You must read all other commands in light of this one. You don’t understand God’s law until you see it as dealing with the heart. All the law is only a sizzling fuse with no bang when read heartlessly. When Jesus says, “You have heard it said, but I say unto you (Matthew 5:21–48),” He isn’t contradicting the law, but the Pharisees heartless reading of the law. His disciples are to display a righteousness superior to that of the Pharisees (Matthew 5:20), a righteousness that is superior, that is true righteousness, because it springs forth from the heart.

God’s love kindles our love. God’s love both ignites and fuels ours. We love because He first loved us (1 John 4:19). Redemption sets the heart right (Deuteronomy 30:6). Redemption replaces a heart of stone with a heart of flesh (Ezekiel 11:19). We come to these words of law through a preface of grace, “I am the LORD your God, who brought you out of the land of Egypt, out of the house of slavery (Exodus 20:2 (ESV).” When the redeemed heart hears, “You shall not covet,” it responds, “Whom have I in heaven but you? And there is nothing on earth that I desire besides you (Psalm 73:25 ESV).” When a redeemed heart meets the law of God its like sparks of love meeting a powder keg—from the depths, glory to heaven.
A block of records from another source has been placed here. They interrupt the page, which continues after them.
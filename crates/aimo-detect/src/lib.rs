//! A/B/C Detector (C5): window/day aggregation, three candidate predicates,
//! deterministic sampling.

pub mod detect;
pub mod thresholds;
pub mod windows;

pub use detect::{detect_abc, DetectionMetadata};
pub use thresholds::Thresholds;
For the Love of the Gospel, Love the Law (1 Timothy 1:8–11)

“The law is good (1 Timothy 1:8).” That short phrase could do a lot of bad theology a lot of good. The law is good, and the gospel is glorious (1 Timothy 1:11); and the gospel’s being glorious doesn’t undo the law’s goodness.

The law is good, if one uses it lawfully. This is like saying that cars are good, if one uses them lawfully. When a drunk, reckless, or irresponsible driver gets behind the wheel, that mass of metal, plastic, oil, and gas becomes a bad thing for humanity; but we don’t outlaw cars. We understand that the problem isn’t the car, but the driver. Likewise, when Paul says the certain persons who are teaching “different doctrine,” want to be “teachers of the law,” we must understand that the problem isn’t the law. Cars are good, but that doesn’t mean we let the immature or blind use them at their leisure. Likewise, when the spiritually blind, or the immature young convert gets behind the wheel of the law  all alone, the best place to be is behind them. Young converts have their permits, but they need a mature Christian to teach them how to drive the law. How then should we use the law? Lawfully.

To make the likening more accurate, when Paul says that the law is to be used lawfully, it is like saying that cars are to be used car-fully. Cars are meant to be used as cars, not kamikaze missiles. How was the law to be used? Protestants have long spoken of three uses of the law. The law is a bridle to restrain sin. It is a mirror to show us our sin. And it is a map for the Christian showing them how to live the blessed life. Amen. But there is something more foundational. How does one use the law lawfully? What was the point of the law?

Do not think that I have come to abolish the Law or the Prophets; I have not come to abolish them but to fulfill them. For truly, I say to you, until heaven and earth pass away, not an iota, not a dot, will pass from the Law until all is accomplished. Therefore whoever relaxes one of the least of these commandments and teaches others to do the same will be called least in the kingdom of heaven, but whoever does them and teaches them will be called great in the kingdom of heaven. —Jesus, Matthew 5:17–19

Jesus shows us what the point of the law is—Him. The law was never meant to be used without reference to Jesus. Never! When God gave His good law to his people at Sinai, a lamb had been slain first, redemption out of slavery had already happened, and a promise had been made to Abraham generations before. We should be slow to throw away as unnecessary that which Jesus kept perfectly for our salvation. The law shows us how to love God and love our neighbor. Jesus kept that good law perfectly for us, and bore God’s just wrath for all of our law breaking. If you love Jesus, you will love the law. If you love redemption, you will love the law. If you love grace, you will love the law. You will plead with the psalmist, “graciously teach me your law (Psalm 119:29).” You will exclaim, “Oh how I love your law! It is my meditation all the day (Psalm 119:97).”